▸ **Aim of the task**:
In the data that follows, find each line containing "FromStr" and copy it.

· · · · · · ·

use chrono::{DateTime, Utc};
use serde::{Deserialize, Serialize};
use sha2::{Digest, Sha256};
use std::collections::BTreeMap;
use std::fmt;
use std::str::FromStr;

/// Identity-bearing label set of an alert. Kept sorted by name so that
/// iteration order never depends on how the labels were collected.
pub type LabelSet = BTreeMap<String, String>;

/// Free-form annotations attached to an alert. Not part of its identity.
pub type Annotations = BTreeMap<String, String>;

pub const ALERTNAME_LABEL: &str = "alertname";
pub const SEVERITY_LABEL: &str = "severity";

/// Upper bound for any configured duration (ten years), keeping timestamp
/// arithmetic in range.
pub const MAX_DURATION_SECS: u64 = 10 * 365 * 24 * 3600;

/// Deterministic identity of an alert, derived from its label set only.
///
/// # Examples
///
/// ```
/// use oxwatch_common::types::{Fingerprint, LabelSet};
///
/// let mut a = LabelSet::new();
/// a.insert("service".into(), "api".into());
/// a.insert("alertname".into(), "HighLatency".into());
///
/// let b: LabelSet = [("alertname", "HighLatency"), ("service", "api")]
///     .into_iter()
///     .map(|(k, v)| (k.to_string(), v.to_string()))
///     .collect();
///
/// assert_eq!(Fingerprint::from_labels(&a), Fingerprint::from_labels(&b));
/// assert_eq!(Fingerprint::from_labels(&a).to_string().len(), 16);
/// ```
#[derive(Debug, Clone, Copy, PartialEq, Eq, Hash, PartialOrd, Ord, Serialize, Deserialize)]
#[serde(into = "String", try_from = "String")]
pub struct Fingerprint(u64);

impl Fingerprint {
    pub fn from_labels(labels: &LabelSet) -> Self {
        let mut hasher = Sha256::new();
        for (name, value) in labels {
            hasher.update(name.as_bytes());
            hasher.update([0xff]);
            hasher.update(value.as_bytes());
            hasher.update([0xff]);
        }
        let digest = hasher.finalize();
        let mut prefix = [0u8; 8];
        prefix.copy_from_slice(&digest[..8]);
        Self(u64::from_be_bytes(prefix))
    }

    pub const fn as_u64(self) -> u64 {
        self.0
    }
}

impl fmt::Display for Fingerprint {
    fn fmt(&self, f: &mut fmt::Formatter<'_>) -> fmt::Result {
        write!(f, "{:016x}", self.0)
    }
}

impl FromStr for Fingerprint {
    type Err = String;

    fn from_str(s: &str) -> Result<Self, Self::Err> {
        u64::from_str_radix(s, 16)
            .map(Self)
            .map_err(|e| format!("invalid fingerprint '{s}': {e}"))
    }
}

impl From<Fingerprint> for String {
    fn from(fp: Fingerprint) -> Self {
        fp.to_string()
    }
}

impl TryFrom<String> for Fingerprint {
    type Error = String;

    fn try_from(s: String) -> Result<Self, Self::Error> {
        s.parse()
    }
}

/// Render a label set as `{a="1", b="2"}`.
///
/// # Examples
///
/// ```
/// use oxwatch_common::types::{format_labels, LabelSet};
///
/// let mut labels = LabelSet::new();
/// labels.insert("instance".into(), "db-01".into());
/// labels.insert("alertname".into(), "DiskFull".into());
/// assert_eq!(format_labels(&labels), r#"{alertname="DiskFull", instance="db-01"}"#);
/// ```
pub fn format_labels(labels: &LabelSet) -> String {
    let pairs: Vec<String> = labels.iter().map(|(k, v)| format!("{k}=\"{v}\"")).collect();
    format!("{{{}}}", pairs.join(", "))
}

/// Alert severity level, ordered from lowest to highest.
///
/// # Examples
///
/// ```
/// use oxwatch_common::types::Severity;
///
/// let sev: Severity = "warning".parse().unwrap();
/// assert_eq!(sev, Severity::Warning);
/// assert_eq!(sev.to_string(), "warning");
/// assert!(Severity::Critical > Severity::Info);
/// ```
#[derive(Debug, Clone, Copy, PartialEq, Eq, PartialOrd, Ord, Hash, Default, Serialize, Deserialize)]
#[serde(rename_all = "lowercase")]
pub enum Severity {
    Info,
    #[default]
    Warning,
    Critical,
}

impl Severity {
    pub fn as_str(&self) -> &'static str {
        match self {
            Severity::Info => "info",
            Severity::Warning => "warning",
            Severity::Critical => "critical",
        }
    }
}

impl fmt::Display for Severity {
    fn fmt(&self, f: &mut fmt::Formatter<'_>) -> fmt::Result {
        f.write_str(self.as_str())
    }
}

impl FromStr for Severity {
    type Err = String;

    fn from_str(s: &str) -> Result<Self, Self::Err> {
        match s.to_lowercase().as_str() {
            "info" => Ok(Severity::Info),
            "warning" => Ok(Severity::Warning),
            "critical" => Ok(Severity::Critical),
            _ => Err(format!("unknown severity: {s}")),
        }
    }
}

/// Lifecycle state of a tracked alert. `Inactive` has no variant: an
/// inactive fingerprint simply has no record.
#[derive(Debug, Clone, Copy, PartialEq, Eq, Hash, Serialize, Deserialize)]
#[serde(rename_all = "lowercase")]
pub enum AlertState {
    Pending,
    Firing,
    Resolved,
}

impl fmt::Display for AlertState {
    fn fmt(&self, f: &mut fmt::Formatter<'_>) -> fmt::Result {
        match self {
            AlertState::Pending => f.write_str("pending"),
            AlertState::Firing => f.write_str("firing"),
            AlertState::Resolved => f.write_str("resolved"),
        }
    }
}

#[derive(Debug, Clone, Serialize, Deserialize)]
pub struct Alert {
    pub fingerprint: Fingerprint,
    pub rule_id: String,
    pub labels: LabelSet,
    pub annotations: Annotations,
    pub severity: Severity,
    pub state: AlertState,
    /// Start of the current lifecycle (first true evaluation).
    pub starts_at: DateTime<Utc>,
    /// Set once the alert resolves.
    pub ends_at: Option<DateTime<Utc>>,
    /// When the alert was promoted to firing.
    pub fired_at: Option<DateTime<Utc>>,
    pub last_evaluated_at: DateTime<Utc>,
    /// Sample value from the most recent true evaluation.
    pub value: f64,
    /// Cycles where the evaluation failed while this record was tracked.
    pub failed_evaluations: u64,
}

impl Alert {
    pub fn name(&self) -> &str {
        self.labels
            .get(ALERTNAME_LABEL)
            .map(String::as_str)
            .unwrap_or_default()
    }

    pub fn is_firing(&self) -> bool {
        self.state == AlertState::Firing
    }

    pub fn is_resolved(&self) -> bool {
        self.state == AlertState::Resolved
    }
}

· · · · · · ·

▸ **Answer area**:
use std::str::FromStr;
impl FromStr for Fingerprint {
impl FromStr for Severity {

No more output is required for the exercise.